Due to a distorted view of honor, women and girls are being denied treatment for coronavirus (Illustrative photo: Reuters)Due to the pervasive honor culture in Iraq, large numbers of Iraqi women and girls who have come down with COVID-19 (coronavirus) have not been transferred to medical centers for quarantine or able to receive treatment, according to Yasour.org.

An anonymous source told the Arabic news outlet about a typical case in Baghdad, “We were not allowed to transfer a woman that tested positive for the coronavirus to a medical quarantine facility because her family wouldn’t allow it.

“They said isolation is something shameful and contradicts their traditions and customs that don’t allow women to stay at other places [outside the home] without a chaperone.”

When a medical team came to take the woman to quarantine, her clan blocked the transfer.

Some cases have been reported where infected girls were transferred to quarantine facilities by medical teams against the families’ wishes.

Dr. Ali Al-Bayati, the high commission for human rights in Iraq said there are now cases of families gathering outside hospitals demanding their daughters back.

Al-Bayati blamed the problem on lack of awareness as well as the weakness of the Iraqi government. He also noted that, in general, many people infected with the virus ran away before they were to be transferred to quarantine facilities.

The problem is apparently so rampant in Iraq that activists on Twitter have started the hashtag #EpidemicofIgnorance.

At press time, the number of infected people in Iraq has been reported to be 574, with the number of deaths 42.

However, experts warn that Iraq has passed the stage where all new cases of infected people come from outside the country.
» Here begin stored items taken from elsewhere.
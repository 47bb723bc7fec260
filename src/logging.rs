use std::io::Write;
use std::sync::Arc;
use std::time::Duration;

use chrono::{DateTime, Utc};
use serde::Serialize;
use tokio::sync::mpsc;
use tokio::task::JoinHandle;

use crate::device::DeviceCode;
use crate::protocol::{end_code, Command, FrameVersion, RequestFrame, ResponseFrame};

/// Log levels for the callback logging system
#[derive(Debug, Clone, Copy, PartialEq, Eq)]
pub enum LogLevel {
    /// Error messages
    Error,
    /// Warning messages
    Warn,
    /// Informational messages
    Info,
    /// Debug messages
    Debug,
}

/// Logging mode for frame display
#[derive(Debug, Clone, Copy, PartialEq, Eq)]
pub enum LoggingMode {
    /// Show raw frame bytes only
    Raw,
    /// Show decoded header fields
    Interpreted,
    /// Show both
    Both,
}

impl LogLevel {
    pub fn as_str(&self) -> &'static str {
        match self {
            LogLevel::Error => "ERROR",
            LogLevel::Warn => "WARN",
            LogLevel::Info => "INFO",
            LogLevel::Debug => "DEBUG",
        }
    }
}

/// Type alias for log callback functions
///
/// The callback receives a log level and message string
pub type LogCallback = Box<dyn Fn(LogLevel, &str) + Send + Sync>;

/// Logger that hands SLMP frame traces to a callback
#[derive(Clone)]
pub struct CallbackLogger {
    callback: Option<Arc<LogCallback>>,
    min_level: LogLevel,
    mode: LoggingMode,
}

impl CallbackLogger {
    pub fn new(callback: Option<LogCallback>, min_level: LogLevel) -> Self {
        Self {
            callback: callback.map(Arc::new),
            min_level,
            mode: LoggingMode::Interpreted,
        }
    }

    pub fn with_mode(callback: Option<LogCallback>, min_level: LogLevel, mode: LoggingMode) -> Self {
        Self {
            callback: callback.map(Arc::new),
            min_level,
            mode,
        }
    }

    /// Logger writing timestamped lines to stdout/stderr
    pub fn console() -> Self {
        let callback: LogCallback = Box::new(|level, message| {
            let timestamp = Utc::now().format("%Y-%m-%d %H:%M:%S%.3f");
            match level {
                LogLevel::Error | LogLevel::Warn => eprintln!("[{}] {}: {}", timestamp, level.as_str(), message),
                LogLevel::Info | LogLevel::Debug => println!("[{}] {}: {}", timestamp, level.as_str(), message),
            }
        });
        Self::new(Some(callback), LogLevel::Info)
    }

    /// Logger that outputs nothing
    pub fn disabled() -> Self {
        Self::new(None, LogLevel::Error)
    }

    pub fn set_mode(&mut self, mode: LoggingMode) {
        self.mode = mode;
    }

    pub fn get_mode(&self) -> LoggingMode {
        self.mode
    }

    pub fn is_enabled(&self) -> bool {
        self.callback.is_some()
    }

    pub fn log(&self, level: LogLevel, message: &str) {
        if self.should_log(level) {
            if let Some(ref callback) = self.callback {
                callback(level, message);
            }
        }
    }

    pub fn error(&self, message: &str) {
        self.log(LogLevel::Error, message);
    }

    pub fn warn(&self, message: &str) {
        self.log(LogLevel::Warn, message);
    }

    pub fn info(&self, message: &str) {
        self.log(LogLevel::Info, message);
    }

    pub fn debug(&self, message: &str) {
        self.log(LogLevel::Debug, message);
    }

    fn should_log(&self, level: LogLevel) -> bool {
        self.callback.is_some() && level as u8 <= self.min_level as u8
    }

    /// Log an encoded request frame
    pub fn log_request(&self, frame: &[u8]) {
        if !self.should_log(LogLevel::Info) {
            return;
        }
        let raw = format!("SLMP Request -> Raw: {}", hex::encode_upper(frame));
        let interpreted = match RequestFrame::decode(frame) {
            Ok(request) => format!(
                "SLMP Request -> {} {}, Command: {}, Subcommand: 0x{:04X}, Target: {}/{}/0x{:04X}/{}, Timer: {}, Payload: {} bytes",
                request.version,
                if request.version.has_serial() {
                    format!("serial {}", request.serial)
                } else {
                    "in-order".to_string()
                },
                command_label(request.command),
                request.subcommand,
                request.target.network,
                request.target.node,
                request.target.dest_processor,
                request.target.multidrop,
                request.timer,
                request.payload.len()
            ),
            Err(e) => format!("SLMP Request -> undecodable frame: {}", e),
        };
        self.emit(&interpreted, &raw);
    }

    /// Log a received response frame for `command`
    pub fn log_response(&self, command: Command, version: FrameVersion, frame: &[u8]) {
        if !self.should_log(LogLevel::Info) {
            return;
        }
        let raw = format!("SLMP Response <- Raw: {}", hex::encode_upper(frame));
        let interpreted = match ResponseFrame::decode(frame, version) {
            Ok(response) if response.end_code == end_code::SUCCESS => format!(
                "SLMP Response <- {}, {}",
                command.name(),
                interpret_data(command, &response.data)
            ),
            Ok(response) => format!(
                "SLMP Response <- {}, End code: 0x{:04X} ({})",
                command.name(),
                response.end_code,
                end_code::describe(response.end_code)
            ),
            Err(e) => format!("SLMP Response <- undecodable frame: {}", e),
        };
        self.emit(&interpreted, &raw);
    }

    fn emit(&self, interpreted: &str, raw: &str) {
        match self.mode {
            LoggingMode::Raw => self.info(raw),
            LoggingMode::Interpreted => self.info(interpreted),
            LoggingMode::Both => {
                self.info(interpreted);
                self.debug(raw);
            }
        }
    }
}

fn command_label(code: u16) -> String {
    match Command::from_u16(code) {
        Some(command) => command.to_string(),
        None => format!("Unknown (0x{:04X})", code),
    }
}

fn interpret_data(command: Command, data: &[u8]) -> String {
    if data.is_empty() {
        return "No data".to_string();
    }
    match command {
        Command::DeviceRead | Command::DeviceReadRandom | Command::DeviceReadBlock | Command::ExecuteMonitor => {
            let words: Vec<u16> = data
                .chunks_exact(2)
                .take(8)
                .map(|w| u16::from_le_bytes([w[0], w[1]]))
                .collect();
            format!("{} bytes, first words: {:04X?}", data.len(), words)
        }
        Command::ReadTypeName => {
            let name = String::from_utf8_lossy(&data[..data.len().min(16)]);
            format!("Model: {}", name.trim_end_matches(|c: char| c == '\0' || c == ' '))
        }
        _ => format!("Data: {}", hex::encode_upper(data)),
    }
}

impl Default for CallbackLogger {
    fn default() -> Self {
        Self::disabled()
    }
}

/// Convenience macro for creating a simple console logger
#[macro_export]
macro_rules! console_logger {
    () => {
        $crate::logging::CallbackLogger::console()
    };
}

/// Convenience macro for creating a custom logger
#[macro_export]
macro_rules! custom_logger {
    ($callback:expr) => {
        $crate::logging::CallbackLogger::new(Some($callback), $crate::logging::LogLevel::Info)
    };
    ($callback:expr, $level:expr) => {
        $crate::logging::CallbackLogger::new(Some($callback), $level)
    };
    ($callback:expr, $level:expr, $mode:expr) => {
        $crate::logging::CallbackLogger::with_mode(Some($callback), $level, $mode)
    };
}

/// Record of one completed client operation
#[derive(Debug, Clone, PartialEq, Serialize)]
pub struct OperationEvent {
    pub timestamp: DateTime<Utc>,
    pub operation: &'static str,
    pub device: Option<DeviceCode>,
    pub address: Option<u32>,
    pub count: usize,
    pub success: bool,
    /// The caller received default values instead of PLC data
    pub substituted: bool,
    pub attempts: u32,
    #[serde(with = "crate::utils::serde_millis")]
    pub response_time: Duration,
    pub error: Option<String>,
}

/// Receives operation events from the client
///
/// `emit` is called on the request path and must not block.
pub trait EventSink: Send + Sync {
    fn emit(&self, event: OperationEvent);
}

/// Sink forwarding events to a bounded channel
///
/// Events are dropped when the channel is full or closed.
#[derive(Debug, Clone)]
pub struct ChannelEventSink {
    sender: mpsc::Sender<OperationEvent>,
}

impl ChannelEventSink {
    /// Sink plus the receiving end for a writer task
    pub fn new(capacity: usize) -> (Self, mpsc::Receiver<OperationEvent>) {
        let (sender, receiver) = mpsc::channel(capacity.max(1));
        (Self { sender }, receiver)
    }
}

impl EventSink for ChannelEventSink {
    fn emit(&self, event: OperationEvent) {
        if let Err(e) = self.sender.try_send(event) {
            tracing::trace!("Operation event dropped: {}", e);
        }
    }
}

/// Write events as JSON lines until the channel closes
///
/// `writer` is driven from the blocking pool, so slow files or pipes never
/// stall a runtime worker. Returns the number of events written.
pub fn spawn_event_writer<W>(mut receiver: mpsc::Receiver<OperationEvent>, mut writer: W) -> JoinHandle<std::io::Result<u64>>
where
    W: Write + Send + 'static,
{
    tokio::task::spawn_blocking(move || {
        let mut written = 0u64;
        while let Some(event) = receiver.blocking_recv() {
            serde_json::to_writer(&mut writer, &event)?;
            writer.write_all(b"\n")?;
            writer.flush()?;
            written += 1;
        }
        Ok::<_, std::io::Error>(written)
    })
}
Now people within the country are infecting each other.

Currently, the number of infected people in Iraq is still low, prompting Health Minister Jaafar Allawi to say, “We are still the best country in the world in terms of preventive measures against the coronavirus.”

However, Allawi acknowledged that “in the event of the high spread of the disease, as in other countries, we do not have the means to face it.”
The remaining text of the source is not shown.